Die Nichtberücksichtigung unterhaltsberechtigter Personen erfolgt nach § 850c Abs. 6 ZPO nur auf Antrag des Gläubigers. Die Antragstellung erfolgt dadurch, dass es im Antrag auf Erlass eines Pfändungsbeschlusses oder eines Pfändungs- und Überweisungsbeschlusses nach Anlage 4 ZVFV heißt

"Es wird beantragt, den beigefügten Entwurf wie ausgefüllt als Beschluss zu erlassen"
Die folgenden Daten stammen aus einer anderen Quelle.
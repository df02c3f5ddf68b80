//! Static catalog of API error definitions.
use axum::http::StatusCode;

use crate::problem::Problem;

/// Prefix of every catalog `type` path.
pub const DEFAULT_TYPE_PREFIX: &str = "errors/";

/// Static error definition from catalog
#[derive(Debug, Clone, Copy, PartialEq, Eq)]
pub struct ErrDef {
    pub status: u16,
    pub title: &'static str,
    pub code: &'static str,
    pub type_path: &'static str,
}

impl ErrDef {
    /// Convert this error definition into a Problem with the given detail
    #[inline]
    pub fn to_problem(&self, detail: impl Into<String>) -> Problem {
        Problem::new(
            StatusCode::from_u16(self.status).unwrap_or(StatusCode::INTERNAL_SERVER_ERROR),
            self.title,
            detail.into(),
        )
        .with_code(self.code)
        .with_type(self.type_path)
    }
}

pub const UNIQUE_CONSTRAINT: ErrDef = ErrDef {
    status: 422,
    title: "Unique constraint violated",
    code: "unique_constraint",
    type_path: "errors/unique-constraint",
};

pub const NOT_NULL_CONSTRAINT: ErrDef = ErrDef {
    status: 422,
    title: "Not-null constraint violated",
    code: "not_null_constraint",
    type_path: "errors/not-null-constraint",
};

pub const CHECK_CONSTRAINT: ErrDef = ErrDef {
    status: 422,
    title: "Check constraint violated",
    code: "check_constraint",
    type_path: "errors/check-constraint",
};

pub const NOT_FOUND: ErrDef = ErrDef {
    status: 404,
    title: "Not found",
    code: "not_found",
    type_path: "errors/not-found",
};

pub const MULTIPLE_OBJECTS_RETURNED: ErrDef = ErrDef {
    status: 422,
    title: "Multiple objects returned",
    code: "multiple_objects_returned",
    type_path: "errors/multiple-objects-returned",
};

pub const PROTECTED: ErrDef = ErrDef {
    status: 422,
    title: "Protected",
    code: "protected",
    type_path: "errors/protection",
};

pub const AUTHENTICATION: ErrDef = ErrDef {
    status: 401,
    title: "Authentication failed",
    code: "authentication",
    type_path: "errors/authentication",
};

pub const AUTHORIZATION: ErrDef = ErrDef {
    status: 403,
    title: "Authorization failed",
    code: "authorization",
    type_path: "errors/authorization",
};

pub const CSRF: ErrDef = ErrDef {
    status: 403,
    title: "CSRF verification failed",
    code: "csrf",
    type_path: "errors/csrf",
};

/// Every fixed entry. Validation types are derived per operation.
pub const ALL: &[ErrDef] = &[
    UNIQUE_CONSTRAINT,
    NOT_NULL_CONSTRAINT,
    CHECK_CONSTRAINT,
    NOT_FOUND,
    MULTIPLE_OBJECTS_RETURNED,
    PROTECTED,
    AUTHENTICATION,
    AUTHORIZATION,
    CSRF,
];

pub const VALIDATION_STATUS: u16 = 422;
pub const VALIDATION_CODE: &str = "validation";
und durch das entsprechende Ankreuzen des Kästchens zu Modul R der Anlage 5 ZVFV. Die aufgezeigte Formulierung zeigt zugleich, dass der Gläubiger oder sein Bevollmächtigter als "Vorschlag" auch das Modul R befüllen können, wenn nur gesichert ist, dass der Rechtspfleger die Voreintragungen entfernen, ergänzen oder ändern kann, d.h. das Formular nach Anlage 5 ZVFV als ausfüllbares und änderbares PDF übermittelt wird.

 

Rz. 224

Wiederum nicht recht zu erklären ist, weshalb die Geburtsdaten der unterhaltsberechtigten Personen erneut angegeben werden müssen, obwohl diese schon in Modul P angegeben wurden. Eine Referenzierung auf die Module O und P durch eine Nummerierung könnte den Aufwand des Antragstellers sowie des kontrollierenden Rechtspflegers vermindern.

 

Rz. 225

Wird der Antrag nach § 850c Abs. 6 ZPO nicht gestellt, so kann auf das Modul als Ganzes verzichtet werden, § 3 Abs. 2 Nr. 6b i.V.m. § 3 Abs. 3 Nr. 2 ZVFV.

 

Rz. 226

Der Antrag kann auch nach dem Erlass des Pfändungs- und Überweisungsbeschlusses – dann isoliert – gestellt werden. Dies kann etwa dann notwendig werden, wenn der Gläubiger erst nach dem Erlass Informationen zu eigenen Einkünften der gesetzlich unterhaltsberechtigten Personen erlangt oder diese erst nach dem Erlass überhaupt eine eigene Erwerbstätigkeit mit entsprechenden Einkünften aufnehmen. Der Antrag nach § 850c Abs. 6 ZPO kann dann isoliert gestellt werden. Er unterfällt isoliert nach § 2 ZVFV nicht der Formularpflicht. Das schließt es nicht aus, auf das Modul R zurückzugreifen, um den Antrag mit einem gewissen Wiedererkennungseffekt für das Vollstreckungsgericht zu gestalten.